Father Aubrey slugged down some beer, then gave me a wry look. “I’m not a pedophile. My accuser is lying. My lawyer is good, but he says we don’t have a bulletproof defense, and priests tend to lose child-abuse cases ninety-nine point eight percent of the time.
“He wants me to settle out of court. Save myself the stress of losing at trial. There’s only so much money my accuser can get from me, but to settle is to admit I’d done something to him. Which I did not do. And if I settle to get this done with, very likely he’ll go after the school and the archdiocese. I did nothing to him, and I can’t let him get away with saying that I did.”
I was shocked, after all.
In 2002, the Boston Globe uncovered a pattern of sexual abuse of minors by Catholic priests, which was followed by a nationwide scandal encompassing accusations in the thousands. The Globe revealed that the archdiocese had protected hundreds of priests, paying off potential litigants, passing the priests on to other parishes. When cases had gone to trial, the Church lost, and it was common knowledge that the Boston Archdiocese had paid out more than a $100 million in damages in the last twenty years.

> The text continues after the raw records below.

// BSD 3-Clause License
// Copyright (c) 2026, Virtual Cable S.L.
// All rights reserved.
//
// Redistribution and use in source and binary forms, with or without
// modification, are permitted provided that the following conditions are met:
//
// 1. Redistributions of source code must retain the above copyright notice,
//    this list of conditions and the following disclaimer.
//
// 2. Redistributions in binary form must reproduce the above copyright notice,
//    this list of conditions and the following disclaimer in the documentation
//    and/or other materials provided with the distribution.
//
// 3. Neither the name of the copyright holder nor the names of its contributors
//    may be used to endorse or promote products derived from this software
//    without specific prior written permission.
//
// THIS SOFTWARE IS PROVIDED BY THE COPYRIGHT HOLDERS AND CONTRIBUTORS "AS IS"
// AND ANY EXPRESS OR IMPLIED WARRANTIES, INCLUDING, BUT NOT LIMITED TO, THE
// IMPLIED WARRANTIES OF MERCHANTABILITY AND FITNESS FOR A PARTICULAR PURPOSE ARE
// DISCLAIMED. IN NO EVENT SHALL THE COPYRIGHT HOLDER OR CONTRIBUTORS BE LIABLE
// FOR ANY DIRECT, INDIRECT, INCIDENTAL, SPECIAL, EXEMPLARY, OR CONSEQUENTIAL
// DAMAGES (INCLUDING, BUT NOT LIMITED TO, PROCUREMENT OF SUBSTITUTE GOODS OR
// SERVICES; LOSS OF USE, DATA, OR PROFITS; OR BUSINESS INTERRUPTION) HOWEVER
// CAUSED AND ON ANY THEORY OF LIABILITY, WHETHER IN CONTRACT, STRICT LIABILITY,
// OR TORT (INCLUDING NEGLIGENCE OR OTHERWISE) ARISING IN ANY WAY OUT OF THE USE
// OF THIS SOFTWARE, EVEN IF ADVISED OF THE POSSIBILITY OF SUCH DAMAGE.

// Authors: Adolfo Gómez, dkmaster at dkmon dot com
pub mod trigger;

“The man who is accusing me,” said James Aubrey, “was in one of my classes when I taught history at Mount St. Joseph. He might have had a learning disability. I worked with him after school a few days a week. It was nothing but class work.
“He flunked high school, and when I was charged with sexual assault, I didn’t actually remember him. I hadn’t even thought of him in ten years.
“I called him. I asked him, what the hell? He said, ‘You shouldn’t have done it, Father.’ He lied to me. To me.”
“He may have been taping the call.”
“Probably. These past months have been awful, Brigid. I say, ‘I didn’t do it,’ and people I’ve known for years look at me like I’m filth. That kills me. This whole thing is really testing my faith.”
James paid the check and asked, “Mind coming back to St. Paul’s? I want to show you something.”